┌──

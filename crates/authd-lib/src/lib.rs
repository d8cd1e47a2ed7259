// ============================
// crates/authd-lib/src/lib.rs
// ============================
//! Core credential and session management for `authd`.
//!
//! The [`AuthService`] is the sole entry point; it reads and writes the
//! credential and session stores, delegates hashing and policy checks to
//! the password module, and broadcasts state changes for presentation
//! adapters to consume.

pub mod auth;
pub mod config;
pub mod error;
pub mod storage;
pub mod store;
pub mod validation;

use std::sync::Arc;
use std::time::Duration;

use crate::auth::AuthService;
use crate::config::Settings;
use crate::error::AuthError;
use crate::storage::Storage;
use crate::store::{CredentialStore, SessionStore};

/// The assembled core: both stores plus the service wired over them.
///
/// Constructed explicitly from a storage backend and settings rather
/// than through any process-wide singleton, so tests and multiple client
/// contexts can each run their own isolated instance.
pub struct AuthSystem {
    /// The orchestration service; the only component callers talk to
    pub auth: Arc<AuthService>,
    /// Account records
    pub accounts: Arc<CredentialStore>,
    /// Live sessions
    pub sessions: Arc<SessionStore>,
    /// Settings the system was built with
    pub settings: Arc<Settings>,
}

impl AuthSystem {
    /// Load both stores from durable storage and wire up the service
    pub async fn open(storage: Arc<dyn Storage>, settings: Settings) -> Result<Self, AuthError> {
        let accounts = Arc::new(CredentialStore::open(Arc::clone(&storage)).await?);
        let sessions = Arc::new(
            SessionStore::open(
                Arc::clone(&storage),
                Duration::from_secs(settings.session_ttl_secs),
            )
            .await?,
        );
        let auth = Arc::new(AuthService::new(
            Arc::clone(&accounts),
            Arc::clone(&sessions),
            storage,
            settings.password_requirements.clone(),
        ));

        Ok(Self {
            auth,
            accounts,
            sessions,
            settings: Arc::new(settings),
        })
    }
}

└──
┌──

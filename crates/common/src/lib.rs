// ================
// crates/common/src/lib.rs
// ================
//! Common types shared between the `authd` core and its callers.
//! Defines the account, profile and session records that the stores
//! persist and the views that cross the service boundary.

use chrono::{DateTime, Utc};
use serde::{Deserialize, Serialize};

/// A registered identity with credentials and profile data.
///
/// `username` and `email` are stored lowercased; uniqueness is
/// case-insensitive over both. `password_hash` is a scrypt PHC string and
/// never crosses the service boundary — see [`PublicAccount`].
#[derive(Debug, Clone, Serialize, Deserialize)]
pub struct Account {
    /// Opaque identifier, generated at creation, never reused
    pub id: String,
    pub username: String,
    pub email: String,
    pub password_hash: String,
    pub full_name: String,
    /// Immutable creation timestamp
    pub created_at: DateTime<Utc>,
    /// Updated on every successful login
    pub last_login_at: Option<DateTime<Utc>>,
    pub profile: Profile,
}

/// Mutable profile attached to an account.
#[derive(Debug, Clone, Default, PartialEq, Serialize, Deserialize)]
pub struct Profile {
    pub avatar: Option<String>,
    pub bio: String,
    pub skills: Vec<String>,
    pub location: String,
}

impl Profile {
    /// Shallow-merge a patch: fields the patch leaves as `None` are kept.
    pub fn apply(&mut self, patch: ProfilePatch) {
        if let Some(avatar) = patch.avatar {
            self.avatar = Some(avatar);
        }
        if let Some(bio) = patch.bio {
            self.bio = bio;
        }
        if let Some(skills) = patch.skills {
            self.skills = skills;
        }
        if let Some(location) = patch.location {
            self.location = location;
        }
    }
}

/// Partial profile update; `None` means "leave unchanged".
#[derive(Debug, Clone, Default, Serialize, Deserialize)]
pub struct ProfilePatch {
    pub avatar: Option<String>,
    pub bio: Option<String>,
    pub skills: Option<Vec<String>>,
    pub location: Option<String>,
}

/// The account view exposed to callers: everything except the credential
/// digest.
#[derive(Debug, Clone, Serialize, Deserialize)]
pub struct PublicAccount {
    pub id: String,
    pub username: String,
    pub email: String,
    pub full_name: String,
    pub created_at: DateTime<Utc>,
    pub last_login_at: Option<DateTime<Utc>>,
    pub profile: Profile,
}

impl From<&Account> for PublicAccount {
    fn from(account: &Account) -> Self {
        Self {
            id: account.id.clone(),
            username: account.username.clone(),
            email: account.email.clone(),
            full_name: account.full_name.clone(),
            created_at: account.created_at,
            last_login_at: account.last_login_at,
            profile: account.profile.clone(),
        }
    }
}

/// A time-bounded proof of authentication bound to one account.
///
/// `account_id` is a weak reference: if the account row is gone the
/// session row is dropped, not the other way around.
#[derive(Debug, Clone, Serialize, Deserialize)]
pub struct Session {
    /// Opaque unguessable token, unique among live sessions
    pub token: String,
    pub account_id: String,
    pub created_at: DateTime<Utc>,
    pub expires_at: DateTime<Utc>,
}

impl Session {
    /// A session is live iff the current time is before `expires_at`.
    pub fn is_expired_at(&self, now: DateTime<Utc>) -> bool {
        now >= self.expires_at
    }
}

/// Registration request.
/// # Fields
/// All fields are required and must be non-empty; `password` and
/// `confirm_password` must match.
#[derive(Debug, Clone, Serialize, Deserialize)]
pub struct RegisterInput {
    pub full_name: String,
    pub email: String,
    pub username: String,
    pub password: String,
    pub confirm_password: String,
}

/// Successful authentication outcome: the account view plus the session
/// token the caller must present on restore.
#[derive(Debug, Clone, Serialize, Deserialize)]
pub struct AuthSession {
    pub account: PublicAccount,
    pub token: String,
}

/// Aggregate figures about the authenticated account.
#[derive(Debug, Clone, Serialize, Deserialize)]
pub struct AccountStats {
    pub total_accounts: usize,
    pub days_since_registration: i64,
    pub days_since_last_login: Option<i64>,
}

└──
┌──

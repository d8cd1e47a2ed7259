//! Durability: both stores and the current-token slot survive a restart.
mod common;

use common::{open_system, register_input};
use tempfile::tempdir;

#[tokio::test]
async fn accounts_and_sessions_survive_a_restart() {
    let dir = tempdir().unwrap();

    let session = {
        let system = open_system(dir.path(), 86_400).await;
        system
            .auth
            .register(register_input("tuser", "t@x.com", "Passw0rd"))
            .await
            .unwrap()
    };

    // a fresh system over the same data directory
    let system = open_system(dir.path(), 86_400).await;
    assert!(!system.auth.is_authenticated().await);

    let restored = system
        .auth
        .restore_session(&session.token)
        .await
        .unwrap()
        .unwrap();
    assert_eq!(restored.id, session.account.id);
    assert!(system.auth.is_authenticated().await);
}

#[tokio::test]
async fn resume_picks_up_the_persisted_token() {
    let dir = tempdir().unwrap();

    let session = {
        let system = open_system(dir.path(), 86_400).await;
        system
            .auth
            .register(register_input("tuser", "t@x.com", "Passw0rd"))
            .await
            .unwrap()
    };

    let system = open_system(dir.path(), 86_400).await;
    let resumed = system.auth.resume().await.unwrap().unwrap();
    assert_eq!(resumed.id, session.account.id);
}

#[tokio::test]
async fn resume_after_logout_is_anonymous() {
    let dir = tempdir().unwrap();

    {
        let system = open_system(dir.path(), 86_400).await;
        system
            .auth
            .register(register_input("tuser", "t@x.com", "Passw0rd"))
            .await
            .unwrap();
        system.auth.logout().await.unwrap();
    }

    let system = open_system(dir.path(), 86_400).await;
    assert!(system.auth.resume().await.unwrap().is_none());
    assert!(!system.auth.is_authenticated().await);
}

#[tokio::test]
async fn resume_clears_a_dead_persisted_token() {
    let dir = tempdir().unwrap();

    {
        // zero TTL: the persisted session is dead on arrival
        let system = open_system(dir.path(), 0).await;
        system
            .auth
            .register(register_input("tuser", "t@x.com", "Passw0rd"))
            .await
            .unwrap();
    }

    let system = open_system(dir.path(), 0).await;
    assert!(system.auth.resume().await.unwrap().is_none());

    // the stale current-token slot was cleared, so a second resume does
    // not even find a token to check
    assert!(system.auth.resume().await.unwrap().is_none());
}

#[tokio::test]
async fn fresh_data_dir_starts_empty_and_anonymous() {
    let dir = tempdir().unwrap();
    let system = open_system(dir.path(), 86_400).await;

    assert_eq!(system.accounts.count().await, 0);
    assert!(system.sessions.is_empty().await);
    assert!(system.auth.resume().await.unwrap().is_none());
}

└──

What is expected:
Beginning with the line that has "filename crates/authd-lib/src/lib.rs" and ending with the line that has "up the service", set down the lines above exactly and include no others.

Task result:
filename crates/authd-lib/src/lib.rs
repository d8cd1e47a2ed7259
// ============================
// crates/authd-lib/src/lib.rs
// ============================
//! Core credential and session management for `authd`.
//!
//! The [`AuthService`] is the sole entry point; it reads and writes the
//! credential and session stores, delegates hashing and policy checks to
//! the password module, and broadcasts state changes for presentation
//! adapters to consume.

pub mod auth;
pub mod config;
pub mod error;
pub mod storage;
pub mod store;
pub mod validation;

use std::sync::Arc;
use std::time::Duration;

use crate::auth::AuthService;
use crate::config::Settings;
use crate::error::AuthError;
use crate::storage::Storage;
use crate::store::{CredentialStore, SessionStore};

/// The assembled core: both stores plus the service wired over them.
///
/// Constructed explicitly from a storage backend and settings rather
/// than through any process-wide singleton, so tests and multiple client
/// contexts can each run their own isolated instance.
pub struct AuthSystem {
    /// The orchestration service; the only component callers talk to
    pub auth: Arc<AuthService>,
    /// Account records
    pub accounts: Arc<CredentialStore>,
    /// Live sessions
    pub sessions: Arc<SessionStore>,
    /// Settings the system was built with
    pub settings: Arc<Settings>,
}

impl AuthSystem {
    /// Load both stores from durable storage and wire up the service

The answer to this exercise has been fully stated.